Lipid Profile of Type 2 Diabetic Patients at Sylvanus Olympio University Hospital in Lome ()
1. Introduction
Diabetes is a chronic condition that affects an increasing number of people worldwide. In 2024, according to the International Diabetes Federation, about 590 million adults worldwide were living with diabetes. This figure is projected to rise to 853 million by 2050, with more than four out of five adults with diabetes residing in low- and middle-income countries [1]. Diabetes is associated with a significantly increased risk of premature atherosclerosis, especially coronary artery disease and peripheral arterial disease [2] [3]. Dyslipidemia is frequently observed in patients with diabetes [4]. There is an association between atherosclerotic cardiovascular disease and serum cholesterol and triglyceride levels in patients with both type 1 and type 2 diabetes [5] [6]. Type 2 diabetic dyslipidemia is characterized by both quantitative and qualitative abnormalities of lipoproteins, typically including a moderate hypertriglyceridemia, a variable decrease in HDL cholesterol (HDL-C) levels, and an accumulation of cholesterol-enriched remnant lipoproteins. The level of LDL cholesterol (LDL-C) is not substantially different from that observed in the general population; however, LDL particles are particularly atherogenic due to qualitative modifications, notably the presence of an excess of small, dense LDL and glycation of apolipoprotein B within LDL particles. These qualitative modifications of LDL increase their susceptibility to oxidation, reduce their plasma clearance, and enhance their retention within the arterial wall, thereby contributing to an elevated risk of cardiovascular disease, particularly in patients with type 2 diabetes [7]. Very few studies have been conducted on dyslipidemia in diabetic patients in Togo. We conducted this study with the objective of determining the prevalence of dyslipidemia and establishing the lipid profile in type 2 diabetic patients at the Sylvanus Olympio University Hospital in Lome.
2. Materials and Methods
A cross-sectional descriptive study was conducted over a 12-month period, from July 1, 2022 to June 30, 2023, involving patients with type 2 diabetes (T2D) who attended internal medicine consultations at the Military Medical-Surgical Clinic of the Sylvanus Olympio University Hospital in Lome. All patients with type 2 diabetes, irrespective of sex, who underwent lipid profile testing and who voluntarily consented to participate in the study were included.

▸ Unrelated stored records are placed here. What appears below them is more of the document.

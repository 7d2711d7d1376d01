use thiserror::Error;

use crate::core::Side;
use crate::serve::PlayerSlot;

/// Rejected match session operations.
#[derive(Error, Debug, Clone, PartialEq, Eq)]
pub enum SessionError {
    #[error("Match is already complete")]
    MatchComplete,

    #[error("Waiting for {team} to choose who serves the next game")]
    AwaitingServerSelection { team: Side },

    #[error("No next-server choice is pending")]
    NoServerSelectionPending,

    #[error("{slot} does not play for {team}")]
    ServerNotOnTeam { slot: PlayerSlot, team: Side },

    #[error("A match needs 2 or 4 players, got {count}")]
    InvalidParticipants { count: usize },

    #[error("Serve order needs doubles and servers from opposite sides")]
    InvalidServeOrder,

    #[error("Nothing to undo")]
    NothingToUndo,

    #[error("Match is not complete")]
    MatchNotComplete,
}

impl SessionError {
    /// True when retrying after more play (or a server choice) can succeed.
    pub fn is_transient(&self) -> bool {
        match self {
            SessionError::AwaitingServerSelection { .. } => true,
            SessionError::NothingToUndo => true,
            SessionError::MatchNotComplete => true,
            SessionError::MatchComplete => false,
            SessionError::NoServerSelectionPending => false,
            SessionError::ServerNotOnTeam { .. } => false,
            SessionError::InvalidParticipants { .. } => false,
            SessionError::InvalidServeOrder => false,
        }
    }
}

#[cfg(test)]
mod tests {
    use super::*;

    #[test]
    fn test_transient_errors() {
        assert!(SessionError::AwaitingServerSelection { team: Side::Two }.is_transient());
        assert!(SessionError::MatchNotComplete.is_transient());
        assert!(!SessionError::MatchComplete.is_transient());
        assert!(!SessionError::InvalidServeOrder.is_transient());
    }

    #[test]
    fn test_messages() {
        let err = SessionError::ServerNotOnTeam {
            slot: PlayerSlot::P2,
            team: Side::One,
        };
        assert_eq!(err.to_string(), "Player 2 does not play for Side 1");
        assert_eq!(
            SessionError::InvalidParticipants { count: 3 }.to_string(),
            "A match needs 2 or 4 players, got 3"
        );
    }
}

The variables studied included: age, sex, weight, height, body mass index (BMI), family history of diabetes, duration of diabetes, cardiovascular risk factors associated with diabetes, and biological tests (blood glucose, glycated hemoglobin, and lipid profile).
Body mass index (BMI) was calculated using the Quetelet formula. The World Health Organisation classification was used, and patients were considered to have grade 1 (moderate) obesity if the BMI was between 30.0 and 34.99 kg/m2, grade 2 (severe) obesity if the BMI was between 35.0 and 39.99 kg/m2, and grade 3 (morbid) obesity if the BMI was ≥40.0 kg/m2.
Dyslipidemia was defined as a serum triglyceride level greater than 1.5 g/L, and/or a high-density lipoprotein cholesterol (HDL-C) level below 0.40 g/L in men and 0.50 g/L in women, and/or a low-density lipoprotein cholesterol (LDL-C) level greater than 1.5 g/L. Diabetes control was evaluated based on glycated hemoglobin. Diabetes was considered controlled if glycated hemoglobin (HbA1c) was ≤7%, and uncontrolled if HbA1c was >7%.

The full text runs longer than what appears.